SEOUL, South Korea (AP) — South Korea’s president said Thursday that Korean companies will likely hesitate to make further investments in the United States unless Washington improves its visa system for their employees, as U.S. authorities released hundreds of workers who were detained from a Georgia factory site last week.
In a news conference marking 100 days in office, Lee Jae Myung called for improvements in the U.S. visa system as he spoke about the Sept. 4 immigration raid that resulted in the arrest of more than 300 South Korean workers at a battery factory under construction at Hyundai’s sprawling auto plant west of Savannah.
South Korea’s Foreign Ministry later confirmed that U.S. authorities have released the 330 detainees – 316 of them Koreans – and that they were being transported by buses to Atlanta’s Hartsfield-Jackson airport where they will board a charter flight scheduled to arrive in South Korea on Friday afternoon. The group also includes 10 Chinese nationals, three Japanese nationals and one Indonesian.

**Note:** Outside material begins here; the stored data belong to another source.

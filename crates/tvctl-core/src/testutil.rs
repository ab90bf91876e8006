//! Shared test helpers, available to all `#[cfg(test)]` modules in the crate.

use std::cell::RefCell;

use serde_json::{json, Value};
use tempfile::TempDir;

use crate::device::{TvRemote, WakeSender};
use crate::error::{CoreError, DeviceError};
use crate::storage::Store;
use crate::types::{AppInfo, DeviceDescriptor, MacAddress};

/// Open a fresh store in a temporary directory.
///
/// The caller must keep the `TempDir` alive for the duration of the test.
pub fn setup_store() -> (Store, TempDir) {
    let temp_dir = TempDir::new().unwrap();
    let store = Store::open(temp_dir.path().join("tv-tokens.redb")).unwrap();
    (store, temp_dir)
}

/// In-memory `TvRemote` that records every protocol call.
pub struct FakeRemote {
    pub calls: Vec<String>,
    pub apps: Vec<AppInfo>,
    pub descriptor: DeviceDescriptor,
    pub reachable: bool,
    pub token: Option<String>,
    /// Token handed out on the first call, as a pairing would.
    pub issued_token: Option<String>,
    /// Runs at the start of every call, while the dispatcher is mid-command.
    pub on_call: Option<Box<dyn FnMut()>>,
}

impl Default for FakeRemote {
    fn default() -> Self {
        Self {
            calls: Vec::new(),
            apps: Vec::new(),
            descriptor: DeviceDescriptor(json!({ "device": { "name": "Test TV" } })),
            reachable: true,
            token: None,
            issued_token: None,
            on_call: None,
        }
    }
}

impl FakeRemote {
    pub fn with_mac(mac: &str) -> Self {
        Self {
            descriptor: DeviceDescriptor(json!({
                "device": { "name": "Test TV", "wifiMac": mac }
            })),
            ..Self::default()
        }
    }

    pub fn unreachable() -> Self {
        Self {
            reachable: false,
            ..Self::default()
        }
    }

    /// The handshake issues the token before the command itself can fail.
    fn record(&mut self, call: String) -> Result<(), CoreError> {
        if let Some(hook) = self.on_call.as_mut() {
            hook();
        }
        if let Some(token) = self.issued_token.take() {
            self.token = Some(token);
        }
        if !self.reachable {
            return Err(DeviceError::Connect {
                host: "fake".to_string(),
                message: "host unreachable".to_string(),
            }
            .into());
        }
        self.calls.push(call);
        Ok(())
    }
}

impl TvRemote for FakeRemote {
    fn set_token(&mut self, token: String) {
        self.token = (!token.is_empty()).then_some(token);
    }

    fn token(&self) -> Option<&str> {
        self.token.as_deref()
    }

    async fn toggle_power(&mut self) -> Result<(), CoreError> {
        self.record("toggle_power".to_string())
    }

    async fn open_browser(&mut self, url: &str) -> Result<(), CoreError> {
        self.record(format!("open_browser:{}", url))
    }

    async fn list_apps(&mut self) -> Result<Vec<AppInfo>, CoreError> {
        self.record("list_apps".to_string())?;
        Ok(self.apps.clone())
    }

    async fn launch_app(&mut self, app_id: &str) -> Result<(), CoreError> {
        self.record(format!("launch_app:{}", app_id))
    }

    async fn app_status(&mut self, app_id: &str) -> Result<Value, CoreError> {
        self.record(format!("app_status:{}", app_id))?;
        Ok(json!({ "id": app_id, "running": false, "visible": false }))
    }

    async fn app_run(&mut self, app_id: &str) -> Result<Value, CoreError> {
        self.record(format!("app_run:{}", app_id))?;
        Ok(json!(true))
    }

    async fn app_close(&mut self, app_id: &str) -> Result<Value, CoreError> {
        self.record(format!("app_close:{}", app_id))?;
        Ok(json!(true))
    }

    async fn app_install(&mut self, app_id: &str) -> Result<Value, CoreError> {
        self.record(format!("app_install:{}", app_id))?;
        Ok(json!(true))
    }

    async fn device_descriptor(&mut self) -> Result<DeviceDescriptor, CoreError> {
        self.record("device_descriptor".to_string())?;
        Ok(self.descriptor.clone())
    }
}

/// `WakeSender` that remembers every address it was asked to wake.
#[derive(Default)]
pub struct FakeWaker {
    pub sent: RefCell<Vec<MacAddress>>,
}

impl WakeSender for FakeWaker {
    async fn broadcast_wake(&self, mac: MacAddress) -> Result<(), CoreError> {
        self.sent.borrow_mut().push(mac);
        Ok(())
    }
}
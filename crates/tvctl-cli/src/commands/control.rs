//! Single-TV control command.

use clap::CommandFactory;
use tracing::debug;

use tvctl_core::device::{SamsungRemote, WolSender};
use tvctl_core::storage::Store;
use tvctl_core::{Command, Dispatcher, Outcome};

use crate::cli::Cli;
use crate::error::Result;
use crate::output::get_formatter;

/// Print the generated help, including the command reference.
pub fn print_usage() -> Result<()> {
    Cli::command().print_help()?;
    println!();
    Ok(())
}

/// Run one command against `host`
pub async fn run_control(cli: &Cli, host: &str) -> Result<()> {
    let formatter = get_formatter(cli.json);

    let store_path = cli.store_path();
    debug!(path = %store_path.display(), "opening store");
    let store = Store::open(&store_path)?.with_match_mode(cli.match_mode());

    let remote = SamsungRemote::new(host, cli.remote_options())?;
    let waker = WolSender::new(cli.wake_addr);
    let mut dispatcher = Dispatcher::new(store, remote, waker);

    let command = Command::parse(cli.command.as_deref(), &cli.args);
    let outcome = dispatcher.run(host, command).await?;

    match outcome {
        Outcome::Usage => print_usage()?,
        other => println!("{}", formatter.format_outcome(host, &other)),
    }

    Ok(())
}
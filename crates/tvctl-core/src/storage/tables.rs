use redb::TableDefinition;

/// Session tokens: host -> token
pub const TOKENS: TableDefinition<&str, &str> = TableDefinition::new("tokens");

/// Installed apps: app_id -> app_name
pub const APP_MAPPING: TableDefinition<&str, &str> = TableDefinition::new("app_mapping");

/// Wake addresses: host -> mac
pub const DEVICES: TableDefinition<&str, &str> = TableDefinition::new("devices");
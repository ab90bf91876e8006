//! Persistent local state: session tokens, app names and wake addresses.

pub mod apps;
pub mod credentials;
pub mod db;
pub mod devices;
pub mod tables;

pub use apps::AppRegistry;
pub use credentials::CredentialCache;
pub use db::{MatchMode, Namespace, Store};
pub use devices::DeviceDirectory;

/// File name of the store inside the data directory.
pub const STORE_FILE_NAME: &str = "tv-tokens.redb";

/// Get the default data directory for tvctl.
///
/// Uses the `directories` crate to find the appropriate platform-specific
/// data directory.
pub fn default_data_dir() -> Option<std::path::PathBuf> {
    directories::ProjectDirs::from("", "tvctl", "tvctl").map(|dirs| dirs.data_dir().to_path_buf())
}

/// Default store location, falling back to the working directory.
pub fn default_store_path() -> std::path::PathBuf {
    default_data_dir()
        .unwrap_or_else(|| std::path::PathBuf::from("."))
        .join(STORE_FILE_NAME)
}
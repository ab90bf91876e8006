//! Tracing subscriber setup.

use tracing_subscriber::{layer::SubscriberExt, util::SubscriberInitExt, EnvFilter};

use crate::cli::LogFormat;

/// Install the global subscriber, logging to stderr.
///
/// `RUST_LOG` wins over `--verbose`.
pub fn init(verbose: bool, format: LogFormat) {
    let default_level = if verbose { "debug" } else { "warn" };
    let env_filter = EnvFilter::try_from_default_env().unwrap_or_else(|_| default_level.into());

    match format {
        LogFormat::Json => {
            tracing_subscriber::registry()
                .with(env_filter)
                .with(
                    tracing_subscriber::fmt::layer()
                        .json()
                        .with_target(true)
                        .with_writer(std::io::stderr),
                )
                .init();
        }
        LogFormat::Text => {
            tracing_subscriber::registry()
                .with(env_filter)
                .with(tracing_subscriber::fmt::layer().with_writer(std::io::stderr))
                .init();
        }
    }
}
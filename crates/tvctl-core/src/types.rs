//! Shared value types.

use std::fmt;
use std::str::FromStr;
use std::sync::OnceLock;

use regex::Regex;
use serde::{Deserialize, Serialize};
use serde_json::Value;

use crate::error::CoreError;

/// Accepts `AA:BB:CC:DD:EE:FF`, `aa-bb-cc-dd-ee-ff` or twelve bare hex digits.
const MAC_PATTERN: &str = r"^(?:[0-9A-Fa-f]{2}(?::[0-9A-Fa-f]{2}){5}|[0-9A-Fa-f]{2}(?:-[0-9A-Fa-f]{2}){5}|[0-9A-Fa-f]{12})$";

fn mac_regex() -> &'static Regex {
    static RE: OnceLock<Regex> = OnceLock::new();
    RE.get_or_init(|| Regex::new(MAC_PATTERN).expect("MAC pattern is valid"))
}

/// A 6-byte hardware address.
///
/// Displays in canonical form: upper-case hex octets separated by colons.
#[derive(Debug, Clone, Copy, PartialEq, Eq, Hash)]
pub struct MacAddress([u8; 6]);

impl MacAddress {
    pub fn octets(&self) -> [u8; 6] {
        self.0
    }
}

impl FromStr for MacAddress {
    type Err = CoreError;

    fn from_str(s: &str) -> Result<Self, Self::Err> {
        let trimmed = s.trim();
        if !mac_regex().is_match(trimmed) {
            return Err(CoreError::InvalidAddress(s.to_string()));
        }

        let hex: String = trimmed.chars().filter(|c| c.is_ascii_hexdigit()).collect();
        let mut octets = [0u8; 6];
        for (i, octet) in octets.iter_mut().enumerate() {
            *octet = u8::from_str_radix(&hex[i * 2..i * 2 + 2], 16)
                .map_err(|_| CoreError::InvalidAddress(s.to_string()))?;
        }

        Ok(Self(octets))
    }
}

impl fmt::Display for MacAddress {
    fn fmt(&self, f: &mut fmt::Formatter<'_>) -> fmt::Result {
        let [a, b, c, d, e, g] = self.0;
        write!(f, "{a:02X}:{b:02X}:{c:02X}:{d:02X}:{e:02X}:{g:02X}")
    }
}

/// An installed application as reported by the TV.
#[derive(Debug, Clone, PartialEq, Serialize, Deserialize)]
pub struct AppInfo {
    #[serde(rename = "appId")]
    pub app_id: String,
    pub name: String,
    /// Fields the TV reports beyond id and name, kept for display.
    #[serde(flatten)]
    pub extra: serde_json::Map<String, Value>,
}

impl AppInfo {
    pub fn new(app_id: impl Into<String>, name: impl Into<String>) -> Self {
        Self {
            app_id: app_id.into(),
            name: name.into(),
            extra: serde_json::Map::new(),
        }
    }
}

/// Device descriptor document returned by the TV.
#[derive(Debug, Clone, PartialEq, Serialize, Deserialize)]
#[serde(transparent)]
pub struct DeviceDescriptor(pub Value);

impl DeviceDescriptor {
    /// The wake-on-network address field, `device.wifiMac`.
    pub fn wifi_mac(&self) -> Option<&str> {
        self.0.get("device")?.get("wifiMac")?.as_str()
    }
}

The massive roundup and U.S. authorities’ release of video showing some workers being chained and taken away, sparked widespread anger and a sense of betrayal in South Korea. The raid came less than two weeks after a summit between U.S. President Donald Trump and Lee, and just weeks after the countries reached a July agreement that spared South Korea from the Trump administration’s highest tariffs — but only after Seoul pledged $350 billion in new U.S. investments, against the backdrop of a decaying job market at home.
Lawmakers from both Lee’s liberal Democratic Party and the conservative opposition decried the detentions as outrageous and heavy-handed, while South Korea’s biggest newspaper compared the raid to a “rabbit hunt” executed by U.S. immigration authorities in a zeal to meet an alleged White House goal of 3,000 arrests a day.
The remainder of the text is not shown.